DATA EXTRACT ▸
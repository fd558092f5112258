//! `pm_test` debug levels
//!
//! A non-`none` level asks the engine to run the transition only up to that
//! stage and then unwind, so suspend paths can be exercised without actually
//! sleeping.

use std::fmt;

use serde::{Deserialize, Serialize};

use super::registry::trim_request;

/// How far a test transition proceeds before unwinding.
#[derive(
    Debug, Clone, Copy, Default, PartialEq, Eq, PartialOrd, Ord, Hash, Serialize, Deserialize,
)]
#[serde(rename_all = "lowercase")]
pub enum TestLevel {
    #[default]
    None,
    Core,
    Processors,
    Platform,
    Devices,
    Freezer,
}

impl TestLevel {
    /// All levels in display order.
    pub const ALL: [TestLevel; 6] = [
        TestLevel::None,
        TestLevel::Core,
        TestLevel::Processors,
        TestLevel::Platform,
        TestLevel::Devices,
        TestLevel::Freezer,
    ];

    pub fn name(&self) -> &'static str {
        match self {
            TestLevel::None => "none",
            TestLevel::Core => "core",
            TestLevel::Processors => "processors",
            TestLevel::Platform => "platform",
            TestLevel::Devices => "devices",
            TestLevel::Freezer => "freezer",
        }
    }

    /// Exact match of the text before the first newline.
    pub fn parse(input: &[u8]) -> Option<TestLevel> {
        let request = trim_request(input);
        Self::ALL
            .iter()
            .copied()
            .find(|level| level.name().as_bytes() == request)
    }

    /// Every level, the `current` one in brackets, newline terminated.
    pub fn show(current: TestLevel) -> String {
        let mut out = String::new();
        for level in Self::ALL {
            if !out.is_empty() {
                out.push(' ');
            }
            if level == current {
                out.push('[');
                out.push_str(level.name());
                out.push(']');
            } else {
                out.push_str(level.name());
            }
        }
        out.push('\n');
        out
    }
}

impl fmt::Display for TestLevel {
    fn fmt(&self, f: &mut fmt::Formatter<'_>) -> fmt::Result {
        f.write_str(self.name())
    }
}
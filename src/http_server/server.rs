//! # HTTP Server
//!
//! Combines the power and observability routers behind one CORS layer.

use std::net::SocketAddr;
use std::sync::Arc;

use axum::Router;
use tokio::net::TcpListener;
use tower_http::cors::{AllowOrigin, Any, CorsLayer};
use tower_http::trace::TraceLayer;

use super::config::HttpServerConfig;
use super::observability_routes::observability_routes;
use super::power_routes::power_routes;
use crate::control::ControlSurface;
use crate::observability::{log_event_with_fields, Event};

/// HTTP front end of the control surface
pub struct HttpServer {
    config: HttpServerConfig,
    router: Router,
}

impl HttpServer {
    /// Create a server for `surface`
    pub fn with_config(config: HttpServerConfig, surface: Arc<ControlSurface>) -> Self {
        let router = Self::build_router(&config, surface);
        Self { config, router }
    }

    /// Build the combined router with all endpoints
    fn build_router(config: &HttpServerConfig, surface: Arc<ControlSurface>) -> Router {
        let cors = if config.cors_origins.is_empty() {
            CorsLayer::new()
                .allow_origin(Any)
                .allow_methods(Any)
                .allow_headers(Any)
        } else {
            let origins: Vec<_> = config
                .cors_origins
                .iter()
                .filter_map(|s| s.parse().ok())
                .collect();

            CorsLayer::new()
                .allow_origin(AllowOrigin::list(origins))
                .allow_methods(Any)
                .allow_headers(Any)
        };

        let coordinator = Arc::clone(surface.coordinator());
        Router::new()
            .merge(observability_routes(coordinator))
            .merge(power_routes(surface))
            .layer(TraceLayer::new_for_http())
            .layer(cors)
    }

    /// Get the socket address
    pub fn socket_addr(&self) -> String {
        self.config.socket_addr()
    }

    /// Get the router (for testing)
    pub fn router(self) -> Router {
        self.router
    }

    /// Start the HTTP server (async)
    pub async fn start(self) -> Result<(), std::io::Error> {
        let addr: SocketAddr = self.config.socket_addr().parse().map_err(|e| {
            std::io::Error::new(
                std::io::ErrorKind::InvalidInput,
                format!("invalid socket address {}: {}", self.config.socket_addr(), e),
            )
        })?;

        let listener = TcpListener::bind(addr).await?;
        log_event_with_fields(Event::Serving, &[("addr", &addr.to_string())]);
        axum::serve(listener, self.router).await?;

        Ok(())
    }
}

INSTRUCTIONS FOR THE TASK ▸ Write out the data once more, word for word.

WORKED SOLUTION ▸
repository fd558092f5112258
//! `pm_test` debug levels
//!
//! A non-`none` level asks the engine to run the transition only up to that
//! stage and then unwind, so suspend paths can be exercised without actually
//! sleeping.

use std::fmt;

use serde::{Deserialize, Serialize};

use super::registry::trim_request;

/// How far a test transition proceeds before unwinding.
#[derive(
    Debug, Clone, Copy, Default, PartialEq, Eq, PartialOrd, Ord, Hash, Serialize, Deserialize,
)]
#[serde(rename_all = "lowercase")]
pub enum TestLevel {
    #[default]
    None,
    Core,
    Processors,
    Platform,
    Devices,
    Freezer,
}

impl TestLevel {
    /// All levels in display order.
    pub const ALL: [TestLevel; 6] = [
        TestLevel::None,
        TestLevel::Core,
        TestLevel::Processors,
        TestLevel::Platform,
        TestLevel::Devices,
        TestLevel::Freezer,
    ];

    pub fn name(&self) -> &'static str {
        match self {
            TestLevel::None => "none",
            TestLevel::Core => "core",
            TestLevel::Processors => "processors",
            TestLevel::Platform => "platform",
            TestLevel::Devices => "devices",
            TestLevel::Freezer => "freezer",
        }
    }

    /// Exact match of the text before the first newline.
    pub fn parse(input: &[u8]) -> Option<TestLevel> {
        let request = trim_request(input);
        Self::ALL
            .iter()
            .copied()
            .find(|level| level.name().as_bytes() == request)
    }

    /// Every level, the `current` one in brackets, newline terminated.
    pub fn show(current: TestLevel) -> String {
        let mut out = String::new();
        for level in Self::ALL {
            if !out.is_empty() {
                out.push(' ');
            }
            if level == current {
                out.push('[');
                out.push_str(level.name());
                out.push(']');
            } else {
                out.push_str(level.name());
            }
        }
        out.push('\n');
        out
    }
}

impl fmt::Display for TestLevel {
    fn fmt(&self, f: &mut fmt::Formatter<'_>) -> fmt::Result {
        f.write_str(self.name())
    }
}
filename src/http_server/server.rs
//! # HTTP Server
//!
//! Combines the power and observability routers behind one CORS layer.

use std::net::SocketAddr;
use std::sync::Arc;

use axum::Router;
use tokio::net::TcpListener;
use tower_http::cors::{AllowOrigin, Any, CorsLayer};
use tower_http::trace::TraceLayer;

use super::config::HttpServerConfig;
use super::observability_routes::observability_routes;
use super::power_routes::power_routes;
use crate::control::ControlSurface;
use crate::observability::{log_event_with_fields, Event};

/// HTTP front end of the control surface
pub struct HttpServer {
    config: HttpServerConfig,
    router: Router,
}

impl HttpServer {
    /// Create a server for `surface`
    pub fn with_config(config: HttpServerConfig, surface: Arc<ControlSurface>) -> Self {
        let router = Self::build_router(&config, surface);
        Self { config, router }
    }

    /// Build the combined router with all endpoints
    fn build_router(config: &HttpServerConfig, surface: Arc<ControlSurface>) -> Router {
        let cors = if config.cors_origins.is_empty() {
            CorsLayer::new()
                .allow_origin(Any)
                .allow_methods(Any)
                .allow_headers(Any)
        } else {
            let origins: Vec<_> = config
                .cors_origins
                .iter()
                .filter_map(|s| s.parse().ok())
                .collect();

            CorsLayer::new()
                .allow_origin(AllowOrigin::list(origins))
                .allow_methods(Any)
                .allow_headers(Any)
        };

        let coordinator = Arc::clone(surface.coordinator());
        Router::new()
            .merge(observability_routes(coordinator))
            .merge(power_routes(surface))
            .layer(TraceLayer::new_for_http())
            .layer(cors)
    }

    /// Get the socket address
    pub fn socket_addr(&self) -> String {
        self.config.socket_addr()
    }

    /// Get the router (for testing)
    pub fn router(self) -> Router {
        self.router
    }

    /// Start the HTTP server (async)
    pub async fn start(self) -> Result<(), std::io::Error> {
        let addr: SocketAddr = self.config.socket_addr().parse().map_err(|e| {
            std::io::Error::new(
                std::io::ErrorKind::InvalidInput,
                format!("invalid socket address {}: {}", self.config.socket_addr(), e),
            )
        })?;

        let listener = TcpListener::bind(addr).await?;
        log_event_with_fields(Event::Serving, &[("addr", &addr.to_string())]);
        axum::serve(listener, self.router).await?;

        Ok(())
    }
}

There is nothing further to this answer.